Today's Top Alzheimer's News
Denver Broncos owner steps down to address Alzheimer's, a dearth of innovation for key drugs for Alzheimer's and other diseases, and a new poll finds Americans worry they will not be able to afford expensive specialty medicines (read more).
- A July 23, 2014 USA Today article reported that "Pat Bowlen, the Denver Broncos owner who won two Super Bowls and oversaw one of the NFL's most consistently competitive franchises, is giving up control of the team after acknowledging to The Denver Post that he has Alzheimer's disease."
- A July 22, 2014 New York Times article reported on the "dearth of innovation for key drugs" for diseases like Alzheimer's and other neuropsychiatric diseases. According to the article, "Neuropsychiatric diseases, including Alzheimer’s and depression, are the leading cause of disability across most of the industrial world. And they are going to get worse. Yet researchers have underscored a dearth of investment into these diseases.Instead, pharmaceutical and biotechnology firms are betting on personalized therapies — mostly targeting specific varieties of cancers — and drugs for so-called orphan diseases, which affect very small populations…The problem, of course, lies in the industry’s incentives. The cost of developing a new drug has skyrocketed over the last three decades. A research paper by scientists from Eli Lilly suggested that in 2010, it cost $1.8 billion to bring a big new drug from conception to rollout, through the costly gantlet of clinical trials needed to prove that it is both safe and more effective than existing therapies."
- A July 22, 2014 The Wall Street Journal article reported that a new poll "that finds a large majority of Americans are mostly satisfied with the prices of their medicines, but worry they will not be able to afford expensive specialty medicines, if needed." According to the article, "Meanwhile, 85% say that focusing research efforts into finding treatments for cancer and Alzheimer’s is important, but drug makers must find ways to become more efficient in order to bring prices down by using new technologies, rather than constantly increasing prices. Only 15% believe society should be prepared to pay whatever these medicines cost. And 86% agree that drug makers should realize a fair return on their R&D investment, but need to price medicines in a way that the entire health care system can sustain the costs. However, this view varies with age – 77% those between 18 and 29 years old agree with this notion, but 94% of those 65 years of age and older support the concept."
Research, science, and technology
- A July 23, 2014 USA Today article reported on the launch of nationwide clinical trails to test Eli Lilly's drug solanezumab. According to the article, "A $140 million study by the National Institutes of Health and the pharmaceutical company Eli Lilly will test the medication, solanezumab, to see if it can prevent the ravages of Alzheimer's, which include memory loss and decline in cognitive function. "This is the first time we can intervene long before the extreme damage to the brain has been done," said Dr. Nunzio Pomara, a psychiatrist and director of the Geriatric Psychiatry Research Division at the Nathan Kline Institute for Psychiatric Research. The state-funded facility in Orangeburg is one of 60 nationwide enrolling trial participants."
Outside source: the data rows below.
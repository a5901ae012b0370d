use std::fs;

use camino::{Utf8Path, Utf8PathBuf};
use directories::BaseDirs;
use serde::{Deserialize, Serialize};
use tempfile::{Builder, NamedTempFile, TempDir};

use crate::domain::Category;
use crate::error::KiraError;

pub const DEFAULT_OUTPUT_DIR: &str = "kira-cm-data";

#[derive(Debug, Clone)]
pub struct Store {
    output_root: Utf8PathBuf,
    cache_root: Utf8PathBuf,
}

impl Store {
    pub fn new(output_root: Utf8PathBuf) -> Result<Self, KiraError> {
        let cache_root = BaseDirs::new()
            .and_then(|dirs| {
                Utf8PathBuf::from_path_buf(
                    dirs.home_dir().join(".cache").join("kira-chemdata-manager"),
                )
                .ok()
            })
            .ok_or_else(|| {
                KiraError::Filesystem("unable to resolve cache directory".to_string())
            })?;

        Ok(Self {
            output_root,
            cache_root,
        })
    }

    pub fn new_with_paths(output_root: Utf8PathBuf, cache_root: Utf8PathBuf) -> Self {
        Self {
            output_root,
            cache_root,
        }
    }

    pub fn output_root(&self) -> &Utf8Path {
        &self.output_root
    }

    pub fn cache_root(&self) -> &Utf8Path {
        &self.cache_root
    }

    pub fn download_path(
        &self,
        category: Category,
        source: &str,
        version: &str,
        file_name: &str,
    ) -> Utf8PathBuf {
        self.cache_root
            .join("downloads")
            .join(category.as_str())
            .join(source)
            .join(path_safe(version))
            .join(path_safe(file_name))
    }

    /// `<output>/<category>/<source>/<timestamp>_<source>_<version>.csv`
    pub fn dataset_path(
        &self,
        category: Category,
        source: &str,
        version: &str,
        timestamp: &str,
    ) -> Utf8PathBuf {
        let version = path_safe(version).replace('-', "_");
        self.output_root
            .join(category.as_str())
            .join(source)
            .join(format!("{timestamp}_{source}_{version}.csv"))
    }

    pub fn metadata_path(&self, category: Category, source: &str, version: &str) -> Utf8PathBuf {
        self.output_root
            .join("metadata")
            .join(category.as_str())
            .join(source)
            .join(format!("{}.json", path_safe(version)))
    }

    pub fn ensure_output_root(&self) -> Result<(), KiraError> {
        fs::create_dir_all(self.output_root.as_std_path())
            .map_err(|err| KiraError::Filesystem(err.to_string()))
    }

    /// Scratch directory for archive extraction, removed on drop.
    pub fn work_dir(&self) -> Result<TempDir, KiraError> {
        let work_root = self.output_root.join(".kira-cm-work");
        fs::create_dir_all(work_root.as_std_path())
            .map_err(|err| KiraError::Filesystem(err.to_string()))?;
        Builder::new()
            .prefix("kira-cm-extract")
            .tempdir_in(work_root.as_std_path())
            .map_err(|err| KiraError::Filesystem(err.to_string()))
    }

    /// Temporary file next to `dest`, to be persisted once fully written.
    pub fn staging_file(dest: &Utf8Path) -> Result<NamedTempFile, KiraError> {
        let parent = dest
            .parent()
            .ok_or_else(|| KiraError::Filesystem("invalid destination path".to_string()))?;
        fs::create_dir_all(parent.as_std_path())
            .map_err(|err| KiraError::Filesystem(err.to_string()))?;
        Builder::new()
            .prefix("kira-cm-file")
            .tempfile_in(parent.as_std_path())
            .map_err(|err| KiraError::Filesystem(err.to_string()))
    }

    pub fn persist(temp: NamedTempFile, dest: &Utf8Path) -> Result<(), KiraError> {
        if dest.as_std_path().exists() {
            fs::remove_file(dest.as_std_path())
                .map_err(|err| KiraError::Filesystem(err.to_string()))?;
        }
        temp.persist(dest.as_std_path())
            .map_err(|err| KiraError::Filesystem(err.to_string()))?;
        Ok(())
    }

    pub fn write_metadata(path: &Utf8Path, metadata: &Metadata) -> Result<(), KiraError> {
        if let Some(parent) = path.parent() {
            fs::create_dir_all(parent.as_std_path())
                .map_err(|err| KiraError::Filesystem(err.to_string()))?;
        }
        let tmp_path = path.with_extension("json.tmp");
        let content = serde_json::to_vec_pretty(metadata)
            .map_err(|err| KiraError::Filesystem(err.to_string()))?;
        fs::write(tmp_path.as_std_path(), &content)
            .map_err(|err| KiraError::Filesystem(err.to_string()))?;
        fs::rename(tmp_path.as_std_path(), path.as_std_path())
            .map_err(|err| KiraError::Filesystem(err.to_string()))?;
        Ok(())
    }
}

/// Provenance of one produced dataset file.
#[derive(Debug, Clone, Serialize, Deserialize)]
pub struct Metadata {
    pub category: Category,
    pub source: String,
    pub version: String,
    pub citation: String,
    pub locations: Vec<String>,
    pub output_path: String,
    pub records_written: u64,
    pub steps_failed: usize,
    pub produced_at: String,
    pub tool: String,
}

/// Keeps path components to `[A-Za-z0-9._-]`.
fn path_safe(value: &str) -> String {
    let cleaned: String = value
        .chars()
        .map(|c| {
            if c.is_ascii_alphanumeric() || matches!(c, '.' | '_' | '-') {
                c
            } else {
                '_'
            }
        })
        .collect();
    match cleaned.as_str() {
        "" | "." | ".." => "_".to_string(),
        _ => cleaned,
    }
}

#[cfg(test)]
mod tests {
    use super::*;

    fn store() -> Store {
        Store::new_with_paths(Utf8PathBuf::from("/data/out"), Utf8PathBuf::from("/data/cache"))
    }

    #[test]
    fn layout_paths() {
        let store = store();
        let dataset = store.dataset_path(
            Category::Compound,
            "zinc",
            "v_building_blocks_in-stock",
            "20240101120000",
        );
        assert_eq!(
            dataset,
            Utf8PathBuf::from("/data/out/compound/zinc/20240101120000_zinc_v_building_blocks_in_stock.csv")
        );

        let download = store.download_path(Category::Reaction, "rhea", "v_release_126", "126.tar.bz2");
        assert!(download.ends_with("downloads/reaction/rhea/v_release_126/126.tar.bz2"));

        let metadata = store.metadata_path(Category::Reaction, "uspto", "v_50k_by_20171116_coley_c_w_et_al");
        assert!(metadata.ends_with("metadata/reaction/uspto/v_50k_by_20171116_coley_c_w_et_al.json"));
    }

    #[test]
    fn unsafe_components_are_replaced() {
        assert_eq!(path_safe("../etc"), ".._etc");
        assert_eq!(path_safe(".."), "_");
        assert_eq!(path_safe("a/b c"), "a_b_c");
    }

    #[test]
    fn metadata_round_trip_is_atomic() {
        let temp = tempfile::tempdir().unwrap();
        let root = Utf8PathBuf::from_path_buf(temp.path().to_path_buf()).unwrap();
        let path = root.join("metadata/reaction/crd/v_reaction_smiles_2023.json");
        let metadata = Metadata {
            category: Category::Reaction,
            source: "crd".to_string(),
            version: "v_reaction_smiles_2023".to_string(),
            citation: "10.6084/m9.figshare.24921555.v1".to_string(),
            locations: vec!["https://figshare.com/ndownloader/files/43858050".to_string()],
            output_path: "out.csv".to_string(),
            records_written: 2,
            steps_failed: 0,
            produced_at: "2024-01-01T00:00:00Z".to_string(),
            tool: "kira-cm".to_string(),
        };
        Store::write_metadata(&path, &metadata).unwrap();
        assert!(!path.with_extension("json.tmp").exists());
        let loaded: Metadata = serde_json::from_str(&fs::read_to_string(&path).unwrap()).unwrap();
        assert_eq!(loaded.records_written, 2);
        assert_eq!(loaded.source, "crd");
    }
}
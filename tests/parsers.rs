use std::io::Cursor;

use kira_chemdata_manager::domain::Category;
use kira_chemdata_manager::parsers::{
    DelimitedConfig, JsonLinesConfig, ParseContext, ParserSpec, ReactionSmilesConfig,
    RecordResult, StructureDataConfig,
};

/// Alternates good and bad records until both are used up.
fn interleave(good: Vec<Vec<u8>>, bad: Vec<Vec<u8>>) -> Vec<u8> {
    let mut good = good.into_iter();
    let mut bad = bad.into_iter();
    let mut out = Vec::new();
    loop {
        let next_good = good.next();
        let next_bad = bad.next();
        if next_good.is_none() && next_bad.is_none() {
            return out;
        }
        for chunk in [next_good, next_bad].into_iter().flatten() {
            out.extend(chunk);
        }
    }
}

fn run(spec: &ParserSpec, category: Category, data: Vec<u8>) -> Vec<RecordResult> {
    let context = ParseContext::new(category, "input");
    spec.parse(Box::new(Cursor::new(data)), context).collect()
}

fn assert_counts(results: &[RecordResult], good: usize, bad: usize) {
    let ok = results.iter().filter(|result| result.is_ok()).count();
    let failed = results.iter().filter(|result| result.is_err()).count();
    assert_eq!((ok, failed), (good, bad));
    for record in results.iter().flatten() {
        assert!(!record.structure.is_empty());
        assert_eq!(record.metadata["source_file"], "input");
    }
}

const SIZES: [(usize, usize); 5] = [(0, 0), (1, 0), (0, 3), (5, 2), (12, 7)];

#[test]
fn delimited_yields_every_good_and_bad_row() {
    let spec = ParserSpec::Delimited(DelimitedConfig::comma().id(&["id"]).structure(&["smiles"]));
    for (n, m) in SIZES {
        let good = (0..n).map(|i| format!("C{i},CID{i}\n").into_bytes()).collect();
        let bad = (0..m).map(|i| format!(",BAD{i}\n").into_bytes()).collect();
        let mut data = b"smiles,id\n".to_vec();
        data.extend(interleave(good, bad));
        assert_counts(&run(&spec, Category::Compound, data), n, m);
    }
}

#[test]
fn whitespace_delimited_yields_every_good_and_bad_row() {
    let spec = ParserSpec::Delimited(
        DelimitedConfig::whitespace()
            .headerless(&["smiles", "id"])
            .id(&["id"])
            .structure(&["smiles"]),
    );
    for (n, m) in SIZES {
        let good = (0..n).map(|i| format!("C{i} ZINC{i}\n").into_bytes()).collect();
        let bad = (0..m)
            .map(|i| {
                let mut line = format!("C{i}").into_bytes();
                line.extend([0xff, b' ', b'Z', b'\n']);
                line
            })
            .collect();
        assert_counts(&run(&spec, Category::Compound, interleave(good, bad)), n, m);
    }
}

#[test]
fn structure_data_yields_every_good_and_bad_block() {
    let spec = ParserSpec::StructureData(StructureDataConfig::new(&["SMILES"]));
    for (n, m) in SIZES {
        let good = (0..n)
            .map(|i| {
                format!("mol{i}\n  header\n\n  0  0  0  0\nM  END\n> <SMILES>\nC{i}\n\n> <MW>\n12.0\n\n$$$$\n")
                    .into_bytes()
            })
            .collect();
        let bad = (0..m)
            .map(|i| format!("broken{i}\nM  END\n> <MW>\n1.0\n\n$$$$\n").into_bytes())
            .collect();
        let results = run(&spec, Category::Compound, interleave(good, bad));
        assert_counts(&results, n, m);
        if n > 0 {
            let first = results[0].as_ref().unwrap();
            assert_eq!(first.id, "mol0");
            assert_eq!(first.metadata["MW"], "12.0");
        }
    }
}

#[test]
fn reaction_lines_yield_every_good_and_bad_line() {
    let spec = ParserSpec::ReactionSmiles(ReactionSmilesConfig::new());
    for (n, m) in SIZES {
        let good = (0..n).map(|i| format!("C{i}>>CO\n").into_bytes()).collect();
        let bad = (0..m).map(|_| b"C\xfe>>C\n".to_vec()).collect();
        let results = run(&spec, Category::Reaction, interleave(good, bad));
        assert_counts(&results, n, m);
        for record in results.iter().flatten() {
            assert_eq!(record.roles.as_ref().unwrap().products, "CO");
        }
    }
}

#[test]
fn json_lines_yield_every_good_and_bad_line() {
    let spec = ParserSpec::JsonLines(JsonLinesConfig::new(&["/smiles"]).id_pointer("/id"));
    for (n, m) in SIZES {
        let good = (0..n)
            .map(|i| format!("{{\"id\": \"R{i}\", \"smiles\": \"C>>C\"}}\n").into_bytes())
            .collect();
        let bad = (0..m)
            .map(|i| {
                if i % 2 == 0 {
                    b"{truncated\n".to_vec()
                } else {
                    format!("{{\"id\": \"R{i}\"}}\n").into_bytes()
                }
            })
            .collect();
        assert_counts(&run(&spec, Category::Reaction, interleave(good, bad)), n, m);
    }
}

#[test]
fn partial_support_keeps_only_provenance() {
    let spec = ParserSpec::ReactionSmiles(ReactionSmilesConfig::new().trailing(&["yield"]));
    let context = ParseContext::new(Category::Reaction, "crd.txt").structure_only(true);
    let results: Vec<_> = spec
        .parse(Box::new(Cursor::new(b"CC>>CO 85\n".to_vec())), context)
        .collect();
    let record = results[0].as_ref().unwrap();
    assert_eq!(record.structure, "CC>>CO");
    assert_eq!(record.metadata.len(), 1);
    assert_eq!(record.metadata["source_file"], "crd.txt");
}

#[test]
fn cxsmiles_extension_moves_to_metadata() {
    let spec = ParserSpec::ReactionSmiles(ReactionSmilesConfig::new());
    let data = b"[CH3:1]Cl.[OH-]>>[CH3:1]O |f:1.2| 1\n".to_vec();
    let results = run(&spec, Category::Reaction, data);
    let record = results[0].as_ref().unwrap();
    assert_eq!(record.structure, "[CH3:1]Cl.[OH-]>>[CH3:1]O");
    assert_eq!(record.metadata["cxsmiles_extension"], "|f:1.2|");
    assert_eq!(record.metadata["field_1"], "1");
    assert_eq!(record.roles.as_ref().unwrap().agents, "");
}
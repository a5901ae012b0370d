use std::fs::File;
use std::io::{BufRead, BufReader};
use std::path::{Path, PathBuf};
use std::sync::Arc;
use std::sync::atomic::{AtomicBool, Ordering};
use std::time::{Duration, Instant};

use serde::Serialize;
use serde_json::Value;
use tracing::{debug, info, warn};

use crate::domain::{Category, DatasetRequest};
use crate::error::KiraError;
use crate::fs_util::{self, ExtractedMember};
use crate::output::RecordWriter;
use crate::parsers::{ParseContext, RecordError};
use crate::plan::{ContentKind, Location, RetrievalPlan, RetrievalStep};
use crate::registry::SourceRegistry;
use crate::store::{Metadata, Store};
use crate::transport::Transport;
use crate::version;

#[derive(Debug, Clone, Default)]
pub struct FetchOptions {
    pub force: bool,
    pub no_cache: bool,
}

/// Stops a running pipeline before its next retrieval step. The step in
/// flight always finishes.
#[derive(Debug, Clone, Default)]
pub struct CancelToken(Arc<AtomicBool>);

impl CancelToken {
    pub fn new() -> Self {
        Self::default()
    }

    pub fn cancel(&self) {
        self.0.store(true, Ordering::SeqCst);
    }

    pub fn is_cancelled(&self) -> bool {
        self.0.load(Ordering::SeqCst)
    }
}

#[derive(Debug, Clone)]
pub struct ProgressEvent {
    pub message: String,
    pub elapsed: Option<Duration>,
}

pub trait ProgressSink {
    fn event(&self, event: ProgressEvent);
}

#[derive(Debug, Clone, Copy, PartialEq, Eq, Serialize)]
#[serde(rename_all = "snake_case")]
pub enum PipelineStatus {
    /// Every planned step succeeded.
    Completed,
    /// Some steps failed or were skipped by cancellation, at least one
    /// succeeded.
    Partial,
    /// No step succeeded.
    Failed,
}

#[derive(Debug, Clone, PartialEq, Eq, Serialize)]
pub struct StepFailure {
    pub index: usize,
    pub location: String,
    pub reason: String,
}

#[derive(Debug, Clone, PartialEq, Eq, Serialize)]
pub struct RecordFailure {
    pub step: usize,
    pub file: String,
    pub line: Option<u64>,
    pub reason: String,
}

#[derive(Debug, Clone, Serialize)]
pub struct PipelineResult {
    pub category: Category,
    pub source: String,
    pub version: String,
    pub citation: String,
    pub status: PipelineStatus,
    pub records_written: u64,
    pub steps_planned: usize,
    pub steps_attempted: usize,
    pub steps_failed: Vec<StepFailure>,
    pub record_failures: Vec<RecordFailure>,
    pub cancelled: bool,
    pub output_path: Option<String>,
    pub metadata_path: Option<String>,
}

impl PipelineResult {
    pub fn steps_succeeded(&self) -> usize {
        self.steps_attempted - self.steps_failed.len()
    }
}

#[derive(Debug, Clone, Serialize)]
pub struct FetchResult {
    pub items: Vec<PipelineResult>,
}

impl FetchResult {
    pub fn is_failed(&self) -> bool {
        self.items
            .iter()
            .any(|item| item.status == PipelineStatus::Failed)
    }
}

pub struct App<'r, T: Transport> {
    registry: &'r SourceRegistry,
    store: Store,
    transport: T,
}

impl<'r, T: Transport> App<'r, T> {
    pub fn new(registry: &'r SourceRegistry, store: Store, transport: T) -> Self {
        Self {
            registry,
            store,
            transport,
        }
    }

    pub fn store(&self) -> &Store {
        &self.store
    }

    pub fn transport(&self) -> &T {
        &self.transport
    }

    /// Looks the source up and resolves the requested version. No I/O.
    pub fn plan(&self, request: &DatasetRequest) -> Result<RetrievalPlan, KiraError> {
        let descriptor = self.registry.lookup(request.category, &request.source)?;
        version::resolve(descriptor, &request.version, &request.parameters)
    }

    /// Runs several requests. Every request is resolved before the first
    /// download so that a bad entry aborts the whole batch up front.
    pub fn fetch(
        &self,
        requests: &[DatasetRequest],
        options: &FetchOptions,
        cancel: &CancelToken,
        sink: &dyn ProgressSink,
    ) -> Result<FetchResult, KiraError> {
        if requests.is_empty() {
            return Err(KiraError::InvalidDatasetRequest(
                "no datasets requested".to_string(),
            ));
        }
        let plans = requests
            .iter()
            .map(|request| self.plan(request))
            .collect::<Result<Vec<_>, KiraError>>()?;

        let mut items = Vec::with_capacity(plans.len());
        for plan in &plans {
            if cancel.is_cancelled() {
                break;
            }
            items.push(self.execute_plan(plan, options, cancel, sink)?);
        }
        Ok(FetchResult { items })
    }

    pub fn execute(
        &self,
        request: &DatasetRequest,
        options: &FetchOptions,
        cancel: &CancelToken,
        sink: &dyn ProgressSink,
    ) -> Result<PipelineResult, KiraError> {
        sink.event(ProgressEvent {
            message: format!("phase=Resolve; {request}"),
            elapsed: None,
        });
        let plan = self.plan(request)?;
        self.execute_plan(&plan, options, cancel, sink)
    }

    /// Runs every step of `plan` in order, streaming records into one CSV.
    ///
    /// Step failures are collected and never abort sibling steps. Only
    /// failures creating or finalizing the output are returned as `Err`.
    pub fn execute_plan(
        &self,
        plan: &RetrievalPlan,
        options: &FetchOptions,
        cancel: &CancelToken,
        sink: &dyn ProgressSink,
    ) -> Result<PipelineResult, KiraError> {
        let started = Instant::now();
        info!(
            category = %plan.category,
            source = %plan.source,
            version = %plan.version,
            steps = plan.steps().len(),
            "executing retrieval plan"
        );

        self.store.ensure_output_root()?;
        let timestamp = chrono::Utc::now().format("%Y%m%d%H%M%S").to_string();
        let destination =
            self.store
                .dataset_path(plan.category, &plan.source, &plan.version, &timestamp);
        let mut writer = RecordWriter::create(&destination, plan.category)?;

        let mut steps_attempted = 0;
        let mut steps_failed = Vec::new();
        let mut record_failures = Vec::new();
        let mut cancelled = false;

        for (index, step) in plan.steps().iter().enumerate() {
            if cancel.is_cancelled() {
                warn!(
                    source = %plan.source,
                    skipped = plan.steps().len() - index,
                    "pipeline cancelled"
                );
                cancelled = true;
                break;
            }
            steps_attempted += 1;
            let step_started = Instant::now();
            let before = writer.written();
            let mut failures = Vec::new();

            match self.run_step(plan, step, options, &mut writer, &mut failures, sink) {
                Ok(()) => {
                    info!(
                        step = index,
                        records = writer.written() - before,
                        record_failures = failures.len(),
                        "step finished"
                    );
                    sink.event(ProgressEvent {
                        message: format!(
                            "step {}/{} done; records={}",
                            index + 1,
                            plan.steps().len(),
                            writer.written() - before
                        ),
                        elapsed: Some(step_started.elapsed()),
                    });
                }
                Err(err) => {
                    warn!(step = index, location = %step.location, error = %err, "step failed");
                    sink.event(ProgressEvent {
                        message: format!("step {}/{} failed: {err}", index + 1, plan.steps().len()),
                        elapsed: Some(step_started.elapsed()),
                    });
                    steps_failed.push(StepFailure {
                        index,
                        location: step.location.to_string(),
                        reason: err.to_string(),
                    });
                }
            }
            if !failures.is_empty() {
                warn!(step = index, count = failures.len(), "records skipped");
            }
            record_failures.extend(failures.into_iter().map(|err: RecordError| RecordFailure {
                step: index,
                file: err.file,
                line: err.line,
                reason: err.reason,
            }));
        }

        sink.event(ProgressEvent {
            message: "phase=Store; writing dataset".to_string(),
            elapsed: None,
        });
        let records_written = writer.written();
        let output_path = writer.finish()?;
        let metadata_path = match &output_path {
            Some(path) => {
                let metadata_path =
                    self.store
                        .metadata_path(plan.category, &plan.source, &plan.version);
                let metadata = Metadata {
                    category: plan.category,
                    source: plan.source.clone(),
                    version: plan.version.clone(),
                    citation: plan.citation.clone(),
                    locations: plan
                        .steps()
                        .iter()
                        .map(|step| step.location.to_string())
                        .collect(),
                    output_path: path.to_string(),
                    records_written,
                    steps_failed: steps_failed.len(),
                    produced_at: iso_timestamp(),
                    tool: format!("kira-cm/{}", env!("CARGO_PKG_VERSION")),
                };
                Store::write_metadata(&metadata_path, &metadata)?;
                Some(metadata_path.to_string())
            }
            None => None,
        };

        let succeeded = steps_attempted - steps_failed.len();
        let status = if succeeded == 0 {
            PipelineStatus::Failed
        } else if succeeded < plan.steps().len() {
            PipelineStatus::Partial
        } else {
            PipelineStatus::Completed
        };
        info!(
            source = %plan.source,
            version = %plan.version,
            status = ?status,
            records = records_written,
            elapsed_ms = started.elapsed().as_millis() as u64,
            "pipeline finished"
        );
        sink.event(ProgressEvent {
            message: format!("pipeline {status:?}; records={records_written}"),
            elapsed: Some(started.elapsed()),
        });

        Ok(PipelineResult {
            category: plan.category,
            source: plan.source.clone(),
            version: plan.version.clone(),
            citation: plan.citation.clone(),
            status,
            records_written,
            steps_planned: plan.steps().len(),
            steps_attempted,
            steps_failed,
            record_failures,
            cancelled,
            output_path: output_path.map(|path| path.to_string()),
            metadata_path,
        })
    }

    fn run_step(
        &self,
        plan: &RetrievalPlan,
        step: &RetrievalStep,
        options: &FetchOptions,
        writer: &mut RecordWriter,
        failures: &mut Vec<RecordError>,
        sink: &dyn ProgressSink,
    ) -> Result<(), KiraError> {
        let work_dir = self.store.work_dir()?;

        sink.event(ProgressEvent {
            message: format!("phase=Retrieve; {}", step.location),
            elapsed: None,
        });
        let downloaded = self.retrieve(plan, step, options, work_dir.path())?;

        let members = match step.content {
            ContentKind::File => vec![ExtractedMember {
                name: step.file_name.clone(),
                path: downloaded,
            }],
            ContentKind::Archive(format) => {
                sink.event(ProgressEvent {
                    message: format!("phase=Extract; {} ({format})", step.file_name),
                    elapsed: None,
                });
                let extracted = fs_util::decompress(
                    &downloaded,
                    format,
                    &step.file_name,
                    &work_dir.path().join("members"),
                )?;
                select_members(extracted, &step.members)?
            }
        };

        for member in &members {
            sink.event(ProgressEvent {
                message: format!("phase=Parse; {} ({})", member.name, step.parser.name()),
                elapsed: None,
            });
            let file = File::open(&member.path).map_err(|err| {
                KiraError::Filesystem(format!("open {}: {err}", member.path.display()))
            })?;
            let input: Box<dyn BufRead> = Box::new(BufReader::new(file));
            let context = ParseContext::new(plan.category, &member.name)
                .structure_only(plan.support.is_partial());
            for result in step.parser.parse(input, context) {
                match result {
                    Ok(record) => writer.write(&record)?,
                    Err(err) => {
                        debug!(error = %err, "record skipped");
                        failures.push(err);
                    }
                }
            }
        }
        Ok(())
    }

    /// Returns the local path of the step's download, reusing the cache
    /// unless forced or disabled.
    fn retrieve(
        &self,
        plan: &RetrievalPlan,
        step: &RetrievalStep,
        options: &FetchOptions,
        scratch: &Path,
    ) -> Result<PathBuf, KiraError> {
        if options.no_cache {
            let url = self.resolve_location(&step.location)?;
            let destination = scratch.join("download");
            let bytes = self.transport.download(&url, &destination)?;
            debug!(url = %url, bytes, "downloaded without cache");
            return Ok(destination);
        }

        let cached =
            self.store
                .download_path(plan.category, &plan.source, &plan.version, &step.file_name);
        if cached.as_std_path().exists() && !options.force {
            info!(path = %cached, "using cached download");
            return Ok(cached.into_std_path_buf());
        }

        let url = self.resolve_location(&step.location)?;
        let staging = Store::staging_file(&cached)?;
        let bytes = self.transport.download(&url, staging.path())?;
        Store::persist(staging, &cached)?;
        debug!(url = %url, bytes, path = %cached, "downloaded");
        Ok(cached.into_std_path_buf())
    }

    fn resolve_location(&self, location: &Location) -> Result<String, KiraError> {
        match location {
            Location::Direct { url } => Ok(url.clone()),
            Location::Indirect { api_url, pointer } => {
                let response = self.transport.fetch_json(api_url)?;
                response
                    .pointer(pointer)
                    .and_then(Value::as_str)
                    .map(str::to_string)
                    .ok_or_else(|| {
                        KiraError::Http(format!("{api_url}: no download link at {pointer}"))
                    })
            }
        }
    }
}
- A July 23, 2014 The Scientist article reported on the latest developments in early Alzheimer's detection research. According to the article, "“Every single Alzheimer’s agent for the past 25 years has failed egregiously,” said Derek Lowe, a medicinal chemist at Vertex Pharmaceuticals in Boston and long-time drug discovery blogger. “If we’re going to have any hope at all, we’ve got to get in as early as possible.” A handful of recently announced trials that are doing just that. Last week (July 15), for example, Novartis announced its partnership with the Banner Alzheimer’s Institute in Phoenix to test two drugs known to target the disease’s characteristic amyloid plaques in the brain. The trial aims to recruit more than 1,300 healthy individuals, ages 60 to 75, carrying two copies of the APOE4 gene (who are therefore at high risk of developing Alzheimer’s), to see if these drugs are effective at delaying or preventing the onset of dementia if taken before symptoms appear."